Néo-libéralisme et dépense publique
On connaît la rengaine : la France serait un État dépensier que la dette publique étouffe. Elle sacrifierait les générations futures en s’adonnant à des politiques sociales dispendieuses et, avec ses prélèvements obligatoires, handicaperait la compétitivité des entreprises, les seules en mesure de créer la richesse, les seules productives. La réduction des dépenses publiques, celle de la sphère de l’intervention publique deviennent dès lors, parallèlement à la baisse des coûts salariaux, l’alpha et l’oméga de la politique gouvernementale. Il y aurait trop de fonctionnaires, trop de services publics, trop de prélèvements sur le capital. L’État social est sommé de rentrer dans l’ère d’une austérité plus radicale. C’est ainsi que le gouvernement Hollande-Valls a pour objectif de réaliser en 4 ans, 65 milliards d’économie et de diminuer le poids des dépenses publiques dans le produit intérieur brut (PIB).
“On nous apprend que les entreprises ont une âme, ce qui est bien la nouvelle la plus terrifiante du monde“
Gilles Deleuze
Cette politique en France comme en Europe est déterminée par une seule et même préoccupation : réduire la dépense publique afin d’accroître les prélèvements de la finance sur les richesses produites et ouvrir aux intérêts privés les multiples secteurs de la santé, des retraites, des transports, de l’énergie, de l’éducation, des collectivités locales... Ces secteurs sont délibérément affaiblis alors même que l’évolution de la société engendre des besoins croissants. Les services publics et les fonctions publiques sont ainsi contraints de réduire leur offre ou de recourir à l’emprunt ce qui a pour résultat d’accroître sur eux le poids des prélèvements financiers. Cette politique est mise en œuvre en instrumentalisant la dette publique que l’on utilise comme un prétexte pour saper les fondements mêmes de l’État social. Elle relève d’un choix de société qui vise à structurer sur le long terme une marchandisation accrue de la vie en société. Elle est une allégeance au monde de la finance et de l’entreprise.

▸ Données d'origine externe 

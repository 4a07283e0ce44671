use thiserror::Error;

#[derive(Error, Debug)]
pub enum DownloaderError {
    #[error("browser init error: {0}")]
    BrowserInit(String),

    #[error("navigation error: {0}")]
    Navigation(String),

    #[error("element not found: {0}")]
    ElementNotFound(String),

    #[error("download error: {0}")]
    Download(String),

    #[error("timeout: {0}")]
    Timeout(String),

    #[error("no new file detected in {0}")]
    NoNewFile(String),

    #[error("file operation error: {0}")]
    FileIO(#[from] std::io::Error),
}
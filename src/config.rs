use std::path::PathBuf;
use std::time::Duration;

/// INE database page the surveys are downloaded from.
pub const DEFAULT_BASE_URL: &str =
    "https://www.ine.gob.bo/index.php/censos-y-banco-de-datos/censos/bases-de-datos-encuestas-sociales/";

#[derive(Debug, Clone)]
pub struct DownloaderConfig {
    pub base_url: String,
    pub download_path: PathBuf,
    pub headless: bool,
    pub debug: bool,
    /// Budget for the whole download of one archive.
    pub download_timeout: Duration,
    /// Interval between directory listings while waiting.
    pub poll_interval: Duration,
    /// Budget for locating page elements.
    pub element_timeout: Duration,
    /// Grace delay after the click, before polling starts.
    pub click_grace: Duration,
    /// Pause between consecutive surveys.
    pub pause_between_surveys: Duration,
}

impl Default for DownloaderConfig {
    fn default() -> Self {
        Self {
            base_url: DEFAULT_BASE_URL.to_string(),
            download_path: PathBuf::from("../output"),
            headless: true,
            debug: false,
            download_timeout: Duration::from_secs(600),
            poll_interval: Duration::from_secs(1),
            element_timeout: Duration::from_secs(60),
            click_grace: Duration::from_secs(3),
            pause_between_surveys: Duration::from_secs(2),
        }
    }
}

impl DownloaderConfig {
    pub fn new() -> Self {
        Self::default()
    }

    pub fn with_base_url(mut self, url: impl Into<String>) -> Self {
        self.base_url = url.into();
        self
    }

    pub fn with_download_path(mut self, path: impl Into<PathBuf>) -> Self {
        self.download_path = path.into();
        self
    }

    pub fn with_headless(mut self, headless: bool) -> Self {
        self.headless = headless;
        self
    }

    pub fn with_debug(mut self, debug: bool) -> Self {
        self.debug = debug;
        self
    }

    pub fn with_download_timeout(mut self, timeout: Duration) -> Self {
        self.download_timeout = timeout;
        self
    }

    pub fn with_poll_interval(mut self, interval: Duration) -> Self {
        self.poll_interval = interval;
        self
    }
}

#[cfg(test)]
mod tests {
    use super::*;

    #[test]
    fn test_default_config() {
        let config = DownloaderConfig::default();
        assert!(config.headless);
        assert_eq!(config.download_timeout, Duration::from_secs(600));
        assert_eq!(config.poll_interval, Duration::from_secs(1));
        assert_eq!(config.download_path, PathBuf::from("../output"));
    }

    #[test]
    fn test_config_builder() {
        let config = DownloaderConfig::new()
            .with_headless(false)
            .with_download_path("/tmp/eh")
            .with_download_timeout(Duration::from_secs(120))
            .with_poll_interval(Duration::from_millis(200));

        assert!(!config.headless);
        assert_eq!(config.download_path, PathBuf::from("/tmp/eh"));
        assert_eq!(config.download_timeout, Duration::from_secs(120));
        assert_eq!(config.poll_interval, Duration::from_millis(200));
    }
}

L’importance économique des services publics
On peut en avoir une idée lorsqu’on sait que, parmi les raisons retenues par les directions d’entreprises étrangères pour s’implanter en France, il y a l’existence de services publics. Ils seraient “un catalyseur clé pour la croissance“ (voir encadré). Les services sont indispensables pour les entreprises : salariés formés sans investissement dans le système éducatif ; infrastructures disponibles comme les routes, aéroports, chemins de fer, réseau électrique ; développement de la recherche ; préventions sanitaire, etc. En outre, le secteur privé bénéficie indirectement des dépenses en prestations sociales reversées aux ménages qui, en complétant leur revenu, favorisent ses débouchés. En effet, le secteur public et les fonctionnaires produisent des valeurs d’usage : enseignement, santé, social, culture, sécurité, mais aussi “des valeurs monétaires, de la richesse monétaire“, équivalant aux salaires versés et contribuent aussi au PIB (PIB non marchand). Mais la richesse créée, richesse non marchande puisque les services du public sont essentiellement gratuits, bénéficie aux ménages en augmentant leurs capacités de consommation. Ainsi, non seulement la dépense publique n’est pas antinomique au développement économique du pays, mais elle en est une condition. En 2011, les recettes publiques en France constituent 50,8% du PIB et la croissance est de 1,7%. En Suède, elles sont de l’ordre de 53% du PIB mais la croissance est de 4,2%.
C’est si vrai que, compte-tenu du rôle de la puissance publique en France en matière d’infrastructure et de l’importance de la commande publique (les collectivités locales réalisent 70% des investissements publics), l’affaiblissement, depuis de longues années, de la dépense publique se traduit par du chômage et de la précarité accrus, une dégradation salariale et une régression économique. En 2008, si l’impact social de la crise a été moins fort dans notre pays, c’est parce que nous avions des services publics plus développés qu’ailleurs. Les services publics sont un facteur d’efficacité économique et sociale.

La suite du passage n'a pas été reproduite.